Flavour and Flair (Sept 10) sees celebrity TV chef Matt Tebbutt and cocktail and spirits expert Carmen O’Neal present an evening of cocktails, fine dining and entertainment in the elevated — in every sense! — surroundings of the Montenotte hotel, in Cork city.

FEAST: East Cork’s Food & Drink Festival concludes tomorrow (September 7) with the ever-enjoyable and very family-friendly Feast Street Food Market which takes over the entire Main Street of Midleton, from 10am to 5pm — be sure to bring your appetite!

TODAY’S SPECIAL

A recent visit to Tom Burgess’ Coolattin Farm was more in the order of a pilgrimage for me than anything else, for he makes Ireland’s finest raw milk cheddar on his Wicklow farm - literally, world-class cheeses, having secured best cheddar in the world two years running at the World Cheese Awards.

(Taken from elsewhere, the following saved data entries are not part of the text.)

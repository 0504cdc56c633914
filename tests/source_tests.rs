use serde_json::json;
use std::collections::{BTreeMap, BTreeSet, VecDeque};
use transfold::{
    Collector, Error, compose, filtering, identity, mapping, source, taking, transduce,
};

#[test]
fn test_str_is_driven_by_character() {
    let out = transduce(identity(), Collector::Append, Vec::new(), "héllo").unwrap();
    assert_eq!(out, vec!['h', 'é', 'l', 'l', 'o']);
}

#[test]
fn test_owned_string_is_driven_by_character() {
    let xf = compose![
        filtering(|c: &char| !c.is_whitespace()),
        mapping(|c: char| c.to_ascii_uppercase())
    ];
    let out = transduce(xf, Collector::Append, String::new(), String::from("a b c")).unwrap();
    assert_eq!(out, "ABC");
}

#[test]
fn test_taking_from_str() {
    let out = transduce(taking(3), Collector::Append, String::new(), "abcdef").unwrap();
    assert_eq!(out, "abc");
}

#[test]
fn test_same_pipeline_over_string_and_vec() {
    let xf = compose![filtering(|c: &char| c.is_ascii_digit()), taking(2)];
    let from_str = transduce(&xf, Collector::Append, Vec::new(), "a1b2c3").unwrap();
    let chars = vec!['a', '1', 'b', '2', 'c', '3'];
    let from_vec = transduce(&xf, Collector::Append, Vec::new(), chars).unwrap();
    assert_eq!(from_str, from_vec);
    assert_eq!(from_str, vec!['1', '2']);
}

#[test]
fn test_slice_array_and_deque_sources() {
    let data = [1, 2, 3];
    let from_slice = transduce(identity(), Collector::Sum, 0, &data[..]).unwrap();
    let from_array = transduce(identity(), Collector::Sum, 0, data).unwrap();
    let deque = VecDeque::from(vec![1, 2, 3]);
    let from_deque = transduce(identity(), Collector::Sum, 0, deque).unwrap();
    assert_eq!(from_slice, 6);
    assert_eq!(from_array, 6);
    assert_eq!(from_deque, 6);
}

#[test]
fn test_range_and_option_sources() {
    assert_eq!(transduce(identity(), Collector::Sum, 0u64, 1..5u64).unwrap(), 10);
    assert_eq!(transduce(identity(), Collector::Sum, 1, Some(4)).unwrap(), 5);
    assert_eq!(transduce(identity(), Collector::Sum, 1, None::<i32>).unwrap(), 1);
}

#[test]
fn test_any_iterable_through_iter_adapter() {
    let mut scores = BTreeMap::new();
    scores.insert("a", 3);
    scores.insert("b", 5);
    let values = mapping(|(_, v): (&&str, &i32)| *v);
    let total = transduce(values, Collector::Sum, 0, source::iter(&scores)).unwrap();
    assert_eq!(total, 8);
}

#[test]
fn test_collecting_into_set() {
    let out = transduce(identity(), Collector::Append, BTreeSet::new(), vec![3, 1, 3, 2]).unwrap();
    assert_eq!(out.into_iter().collect::<Vec<_>>(), vec![1, 2, 3]);
}

#[test]
fn test_json_array_source() {
    let out = transduce(
        filtering(|v: &serde_json::Value| v.is_number()),
        Collector::Append,
        json!([]),
        json!([1, "x", 2, null]),
    )
    .unwrap();
    assert_eq!(out, json!([1, 2]));
}

#[test]
fn test_json_string_source() {
    let out = transduce(taking(2), Collector::Append, json!(""), json!("xyz")).unwrap();
    assert_eq!(out, json!("xy"));
}

#[test]
fn test_json_scalar_source_is_rejected() {
    for (value, kind) in [
        (json!(1), "number"),
        (json!(true), "bool"),
        (json!(null), "null"),
        (json!({"k": 1}), "object"),
    ] {
        let err = transduce(identity(), Collector::Append, json!([]), value).unwrap_err();
        assert_eq!(err, Error::UnsupportedSourceKind { kind });
    }
}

There are two cheeses, Coolattin Mature Cheddar and Mount Leinster Cheddar, all matured for a minimum of one year.

The younger cheeses are buttery, creamy, caramel on the palate with a bright fruity piquancy but it is when you start diving into the older cheeses, that the real potency comes into play, deep, fudge-y sweet, salty, nuttiness that certainly is mighty in a grilled sandwich for example or even with a simple slice of apple but my preferred method of consumption will always be to allow a wafer-thin slice melt on the tongue.